# THE TASK:
In the listing below, the line containing "attribute assignment by" marks the end; copy exactly every line from the first through that one.

# ENTRIES PROVIDED:
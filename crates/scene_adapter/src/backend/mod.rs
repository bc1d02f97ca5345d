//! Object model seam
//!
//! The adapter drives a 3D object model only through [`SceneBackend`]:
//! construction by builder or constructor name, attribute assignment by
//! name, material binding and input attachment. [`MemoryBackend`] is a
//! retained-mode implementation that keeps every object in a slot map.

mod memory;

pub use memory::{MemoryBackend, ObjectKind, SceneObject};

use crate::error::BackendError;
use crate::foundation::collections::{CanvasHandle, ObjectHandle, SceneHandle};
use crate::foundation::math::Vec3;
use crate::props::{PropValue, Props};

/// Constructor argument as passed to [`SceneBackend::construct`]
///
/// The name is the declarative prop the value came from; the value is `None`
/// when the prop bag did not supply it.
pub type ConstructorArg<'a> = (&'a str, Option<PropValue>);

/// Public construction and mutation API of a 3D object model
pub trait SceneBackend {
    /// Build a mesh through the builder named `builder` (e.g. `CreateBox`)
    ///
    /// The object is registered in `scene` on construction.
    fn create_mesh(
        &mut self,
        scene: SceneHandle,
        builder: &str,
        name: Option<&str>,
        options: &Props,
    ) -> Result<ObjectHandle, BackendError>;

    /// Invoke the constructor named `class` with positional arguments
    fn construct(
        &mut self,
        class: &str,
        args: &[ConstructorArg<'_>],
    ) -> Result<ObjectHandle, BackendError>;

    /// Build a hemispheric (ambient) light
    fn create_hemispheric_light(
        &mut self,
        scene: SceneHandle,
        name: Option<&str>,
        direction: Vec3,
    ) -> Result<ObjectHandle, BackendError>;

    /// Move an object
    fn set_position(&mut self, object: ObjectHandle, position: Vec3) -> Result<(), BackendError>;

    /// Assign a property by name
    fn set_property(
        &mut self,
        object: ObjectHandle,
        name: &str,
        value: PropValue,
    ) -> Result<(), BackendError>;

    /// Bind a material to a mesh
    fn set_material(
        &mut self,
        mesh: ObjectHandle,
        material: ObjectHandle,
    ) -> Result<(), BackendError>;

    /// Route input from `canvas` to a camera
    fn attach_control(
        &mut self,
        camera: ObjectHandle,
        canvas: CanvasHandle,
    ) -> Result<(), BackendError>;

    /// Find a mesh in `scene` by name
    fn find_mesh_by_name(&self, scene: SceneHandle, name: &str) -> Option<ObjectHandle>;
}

# ANSWER SPACE:
filename crates/scene_adapter/src/backend/mod.rs
repository bc1d02f97ca5345d
//! Object model seam
//!
//! The adapter drives a 3D object model only through [`SceneBackend`]:
//! construction by builder or constructor name, attribute assignment by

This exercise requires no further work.